Chapter 2

The single bulb behind the plastic cover in the ceiling that is always lit provides the only light in my room, though it is more than enough. It is blinding with the stark white room, everything colorless. Sometimes I want to just fade into the darkness like before. If I could, I'd wish for a heartless to take me once more, to leave only the shell of me. Then I can't feel pain anymore. And maybe Sora and Riku will come back. To rescue me. I wouldn't be alone.

It is night, though I don't know that from the sky. There is no window here. Only the one on the door so the people here can gawk at me. I know this because the hall lights are dark, only shadows flitting across the walls. I wish I was out there. Away from the light. I feel like a moth, hungry for the dark and despising the shining bulb above me.

At last, I can think by myself. No annoying attendants forcing me to go to the common room to socialize with the other patients. I don't have to worry about counseling sessions or therapy. This is the only time I don't mind being by myself.

I lie on the stiff bed, the mattress only a vague reminder of my own bed at home. The thin blanket covers the restraints so I can imagine they aren't there. I can imagine the white walls as a blank canvas and I'm painting a picture of my room.

Over by the door which is now thick wood stands an oak bureau. My bookshelf with my favorite novels sits by my desk that faces the window. I can sit in my desk and look out the window to the beach as sun shines through and casts its light over the room. It is a large window, with a window seat my father built for me. I would sit there an read all day or watch Sora and Riku sparring below my window as they each try to prove who is better. A window that doesn't exist in my present room.

I turn my memory away from the window and the memory of sun as I blink back a tear. I don't cry anymore. Crying hasn't helped at all. Crying couldn't get me out of here as I begged my parents not to leave.

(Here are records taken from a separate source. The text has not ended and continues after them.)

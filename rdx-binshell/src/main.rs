use anyhow::Result;
use binclock::binary::convert_to_binary;
use binclock::prelude::*;
use binclock::render::{format_digit, BitStyle};
use binclock::{CLOCK_NAME, VERSION as LIB_VERSION};
use colored::Colorize;
use rustyline::highlight::Highlighter;
use rustyline::Editor;
use rustyline_derive::{Completer, Helper, Hinter, Validator};
use std::borrow::Cow;
use std::env;
use std::io;
use tokio::sync::oneshot;
use tokio::task::JoinHandle;
use tracing::info;
use tracing_subscriber::EnvFilter;

const SHELL_VERSION: &str = env!("CARGO_PKG_VERSION");

/// A custom helper struct for rustyline that enables syntax highlighting.
#[derive(Completer, Helper, Hinter, Validator)]
struct MyHighlighter;

impl Highlighter for MyHighlighter {
    fn highlight<'l>(&self, line: &'l str, _pos: usize) -> Cow<'l, str> {
        if let Some((command, rest)) = line.split_once(' ') {
            let colored_command = command.yellow().bold();
            let colored_rest = rest.yellow();
            Cow::Owned(format!("{} {}", colored_command, colored_rest))
        } else {
            Cow::Owned(line.yellow().bold().to_string())
        }
    }
    fn highlight_char(&self, _line: &str, _pos: usize, _forced: bool) -> bool {
        true
    }
}

/// One parsed shell command.
#[derive(Debug, Clone, PartialEq, Eq)]
enum Command {
    Add(DisplayMode),
    Remove(DisplayId),
    List,
    Show,
    Convert(TimeComponents),
    Bits { value: u8, width: u8 },
    Start,
    Stop,
    Help,
    Exit,
    Empty,
}

impl Command {
    fn parse(line: &str) -> Result<Self, String> {
        let args = line.split_whitespace().collect::<Vec<_>>();
        let Some(command) = args.first() else {
            return Ok(Command::Empty);
        };

        match *command {
            "add" => match args.get(1) {
                Some(mode) => mode
                    .parse::<DisplayMode>()
                    .map(Command::Add)
                    .map_err(|e| e.to_string()),
                None => Err("Usage: add <emoji|binary|json|raw|compact>".to_string()),
            },
            "remove" => match args.get(1) {
                Some(id) => id
                    .trim_start_matches('#')
                    .parse::<u64>()
                    .map(|id| Command::Remove(DisplayId(id)))
                    .map_err(|_| format!("Error: '{}' is not a display id.", id)),
                None => Err("Usage: remove <ID>".to_string()),
            },
            "convert" => match args.get(1) {
                Some(time) => time
                    .parse::<TimeComponents>()
                    .map(Command::Convert)
                    .map_err(|e| e.to_string()),
                None => Err("Usage: convert <HH:MM[:SS]>".to_string()),
            },
            "bits" => match (args.get(1), args.get(2)) {
                (Some(value), Some(width)) => match (value.parse::<u8>(), width.parse::<u8>()) {
                    (Ok(value), Ok(width)) => Ok(Command::Bits { value, width }),
                    _ => Err("Error: value and width must be numbers (0-255).".to_string()),
                },
                _ => Err("Usage: bits <VALUE> <WIDTH>".to_string()),
            },
            "list" => Ok(Command::List),
            "show" => Ok(Command::Show),
            "start" => Ok(Command::Start),
            "stop" => Ok(Command::Stop),
            "help" => Ok(Command::Help),
            "exit" => Ok(Command::Exit),
            _ => Err(format!("Unknown command: '{}'. Type 'help'.", line.trim())),
        }
    }
}

/// A background engine loop and the switch that ends it.
struct RunningLoop {
    stop: oneshot::Sender<()>,
    handle: JoinHandle<()>,
}

fn print_banner() {
    if env::var("QUIET_MODE").is_ok() {
        return;
    }
    println!("{}", format!("🌚🌝 {} Shell 🌝🌚", CLOCK_NAME).cyan());

    let version_string = format!(
        "          Shell   v{:<8} Library   v{:<8}",
        SHELL_VERSION, LIB_VERSION
    );

    println!("{}", "-----------------------------------------------------------------".dimmed());

    let license_blurb = "
    This software is provided 'as is', without warranty of any kind.
    Distributed under the MIT OR Apache-2.0 license. Use at your own risk.
    ";

    println!("{}", version_string);
    println!("{}", license_blurb.dimmed());

    println!("{}", "-----------------------------------------------------------------".dimmed());
}

fn print_help() {
    println!("Available commands:");
    println!("  add <MODE>            - Adds a display (emoji, binary, json, raw, compact).");
    println!("  remove <ID>           - Removes a display by its id.");
    println!("  list                  - Shows active display ids.");
    println!("  show                  - Draws the current time on every display.");
    println!("  convert <HH:MM:SS>    - Draws an arbitrary time on every display.");
    println!("  bits <VALUE> <WIDTH>  - Shows VALUE encoded in WIDTH bits (1-6).");
    println!("  start                 - Redraws every display on the configured interval.");
    println!("  stop                  - Stops the redraw loop.");
    println!("  exit                  - Quits the shell.");
}

/// Spawns a task that reports engine events.
fn spawn_event_listener(engine: &ClockEngine) {
    let mut event_rx = engine.subscribe_events();
    tokio::spawn(async move {
        while let Ok(event) = event_rx.recv().await {
            match event {
                ClockEvent::Tick { .. } => {}
                ClockEvent::TickFailed { reason } => {
                    println!("\n<-- [CLOCK ERROR] {}\n>> ", reason)
                }
                other => println!("\n<-- [ENGINE EVENT] {:?}\n>> ", other),
            }
        }
    });
}

/// Runs one command against the engine. Returns `false` when the shell
/// should exit.
async fn execute(
    command: Command,
    engine: &ClockEngine,
    running: &mut Option<RunningLoop>,
) -> bool {
    match command {
        Command::Add(mode) => match engine.add_boxed_display(mode.renderer(io::stdout())).await {
            Ok(id) => println!("--> Added {} display with id {}", mode, id),
            Err(e) => println!("--> Error: {}", e),
        },
        Command::Remove(id) => match engine.remove_display(id).await {
            Ok(()) => println!("--> Display {} successfully removed.", id),
            Err(e) => println!("--> Error: {}", e),
        },
        Command::List => {
            println!("Active Displays:");
            for id in engine.display_ids().await {
                println!("  {}", id);
            }
        }
        Command::Show => match engine.tick().await {
            Ok(drawn) => println!("--> Drew {} display(s).", drawn),
            Err(e) => println!("--> Error: {}", e),
        },
        Command::Convert(time) => match engine.clock().decompose_time(&time) {
            Ok(state) => {
                let drawn = engine.dispatch_state(&state).await;
                println!("--> Drew {} on {} display(s).", state, drawn);
            }
            Err(e) => println!("--> Error: {}", e),
        },
        Command::Bits { value, width } => match convert_to_binary(value, width) {
            Ok(digit) => {
                println!(
                    "--> {} in {} bits: {} {} (decimal {})",
                    value,
                    width,
                    format_digit(&digit, BitStyle::Binary),
                    format_digit(&digit, BitStyle::Emoji),
                    format_digit(&digit, BitStyle::Decimal)
                );
                if digit.decimal_value() != value {
                    println!("    (truncated to the low {} bits)", width);
                }
            }
            Err(e) => println!("--> Error: {}", e),
        },
        Command::Start => {
            if running.is_some() {
                println!("--> The redraw loop is already running.");
            } else {
                let (stop, stop_rx) = oneshot::channel::<()>();
                let loop_engine = engine.clone();
                let handle = tokio::spawn(async move {
                    loop_engine
                        .run_until(async {
                            stop_rx.await.ok();
                        })
                        .await;
                });
                *running = Some(RunningLoop { stop, handle });
                println!("--> Started the redraw loop.");
            }
        }
        Command::Stop => match running.take() {
            Some(RunningLoop { stop, handle }) => {
                stop.send(()).ok();
                handle.await.ok();
                println!("--> Stopped the redraw loop.");
            }
            None => println!("--> The redraw loop is not running."),
        },
        Command::Help => print_help(),
        Command::Exit => return false,
        Command::Empty => {}
    }
    true
}

#[tokio::main]
async fn main() -> Result<()> {
    print_banner();

    let config = BinclockConfig::load(None)?;

    let filter = EnvFilter::try_from_default_env()
        .or_else(|_| EnvFilter::try_new(&config.log_level))
        .unwrap_or_else(|_| EnvFilter::new("warn"));
    tracing_subscriber::fmt()
        .with_env_filter(filter)
        .with_target(false)
        .init();

    let engine = ClockEngine::new(&config);
    spawn_event_listener(&engine);
    info!(
        "{} ready with room for {} displays.",
        CLOCK_NAME.cyan(),
        config.capacity
    );

    let mut running: Option<RunningLoop> = None;

    let mut rl = Editor::new()?;
    let helper = MyHighlighter {};
    rl.set_helper(Some(helper));

    println!("{} shell is running. Type 'help' for commands or 'exit' to quit.", CLOCK_NAME.cyan());

    loop {
        let prompt = format!("{}", ">> ".cyan().bold());
        let readline = rl.readline(&prompt);
        match readline {
            Ok(line) => {
                rl.add_history_entry(line.as_str())?;
                match Command::parse(&line) {
                    Ok(command) => {
                        if !execute(command, &engine, &mut running).await {
                            break;
                        }
                    }
                    Err(message) => println!("{}", message),
                }
            }
            Err(_) => {
                println!("Exiting binshell...");
                break;
            }
        }
    }

    if let Some(RunningLoop { stop, handle }) = running.take() {
        stop.send(()).ok();
        handle.await.ok();
    }

    Ok(())
}
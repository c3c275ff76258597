//! Time-of-day input and the clock sources that produce it.
//!
//! The core never talks to the operating system directly. It asks a
//! [`ClockSource`] for a [`TimeReading`], which keeps decomposition testable
//! and lets callers plug in any time they like.

use crate::error::{ClockError, Result};
use chrono::{Local, Timelike};
use std::fmt;
use std::str::FromStr;

/// An hours/minutes/seconds triple in 24-hour format.
#[derive(Debug, Clone, Copy, PartialEq, Eq, Hash, Default)]
pub struct TimeComponents {
    /// 0-23
    pub hours: u8,
    /// 0-59
    pub minutes: u8,
    /// 0-59
    pub seconds: u8,
}

impl TimeComponents {
    pub fn new(hours: u8, minutes: u8, seconds: u8) -> Self {
        Self {
            hours,
            minutes,
            seconds,
        }
    }

    /// Checks that every field is inside its 24h/60m/60s domain.
    pub fn validate(&self) -> Result<()> {
        if self.hours > 23 || self.minutes > 59 || self.seconds > 59 {
            return Err(ClockError::InvalidTime {
                hours: self.hours,
                minutes: self.minutes,
                seconds: self.seconds,
            });
        }
        Ok(())
    }
}

impl fmt::Display for TimeComponents {
    fn fmt(&self, f: &mut fmt::Formatter<'_>) -> fmt::Result {
        write!(
            f,
            "{:02}:{:02}:{:02}",
            self.hours, self.minutes, self.seconds
        )
    }
}

/// Parses `HH:MM:SS` or `HH:MM` (seconds default to zero).
impl FromStr for TimeComponents {
    type Err = ClockError;

    fn from_str(s: &str) -> Result<Self> {
        let parse_error = |reason: &str| ClockError::Parse {
            input: s.to_string(),
            reason: reason.to_string(),
        };

        let fields = s
            .trim()
            .split(':')
            .map(|part| {
                if part.is_empty() || part.len() > 2 || !part.bytes().all(|b| b.is_ascii_digit()) {
                    return None;
                }
                part.parse::<u8>().ok()
            })
            .collect::<Option<Vec<_>>>()
            .ok_or_else(|| parse_error("fields must be one or two digits"))?;

        let time = match fields.as_slice() {
            [hours, minutes] => Self::new(*hours, *minutes, 0),
            [hours, minutes, seconds] => Self::new(*hours, *minutes, *seconds),
            _ => return Err(parse_error("expected HH:MM or HH:MM:SS")),
        };
        time.validate()?;
        Ok(time)
    }
}

/// One read of a clock source.
#[derive(Debug, Clone, Copy, PartialEq, Eq)]
pub struct TimeReading {
    /// The local time of day.
    pub components: TimeComponents,
    /// Unix timestamp of the reading, in seconds.
    pub timestamp: i64,
}

/// Anything that can tell the current time of day.
pub trait ClockSource {
    /// Reads the clock.
    fn now(&self) -> Result<TimeReading>;
}

/// The local wall clock.
#[derive(Debug, Clone, Copy, Default)]
pub struct SystemClock;

impl SystemClock {
    pub fn new() -> Self {
        Self
    }
}

impl ClockSource for SystemClock {
    fn now(&self) -> Result<TimeReading> {
        let now = Local::now();
        let timestamp = now.timestamp();
        if timestamp <= 0 {
            return Err(ClockError::SystemTime(format!(
                "clock reports {timestamp}, at or before the Unix epoch"
            )));
        }

        // chrono folds leap seconds into the nanosecond field, so `second()`
        // stays within 0..=59.
        let components = TimeComponents::new(
            now.hour() as u8,
            now.minute() as u8,
            now.second() as u8,
        );
        Ok(TimeReading {
            components,
            timestamp,
        })
    }
}

/// A clock that always returns the same reading.
#[derive(Debug, Clone, Copy, PartialEq, Eq)]
pub struct FixedClock {
    reading: TimeReading,
}

impl FixedClock {
    pub fn new(components: TimeComponents, timestamp: i64) -> Self {
        Self {
            reading: TimeReading {
                components,
                timestamp,
            },
        }
    }
}

impl ClockSource for FixedClock {
    fn now(&self) -> Result<TimeReading> {
        Ok(self.reading)
    }
}

impl<C: ClockSource + ?Sized> ClockSource for &C {
    fn now(&self) -> Result<TimeReading> {
        (**self).now()
    }
}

The invisible nightstand next to my bed is where I focus my attention now. It is a mistake. I see my radio and my lamp, pale violet and blue and pink. I see pictures standing in their frames, happy moments in my life captured within their wooden borders.

The picture of my family does little to ease my pain. It only fuels my anger. Of all the people I trusted, my parents were the ones who turned against me. They abandoned me here to die, wilting away into nothing. Father used to call me his precious, his rose. Now I must be just his weed, a problem in his life that disgraces him.

Snapshots of me, Sora, and Riku fill the rest of the surface. I smile, just a bit, remembering some of the times. We were all just children, me sitting with tears in my eyes after the boys had accidentally wrestled with each other through my sand castle. One depicts us in school, Riku and me dumping a bucket of water on Sora after he'd switched everything in our lockers so I ended up with a wooden sword and a pair of old gym shorts while Riku was greeted with my brush, mirror, and my various other girl essentials. Others just show us all smiling and happy, something I haven't felt for a long time.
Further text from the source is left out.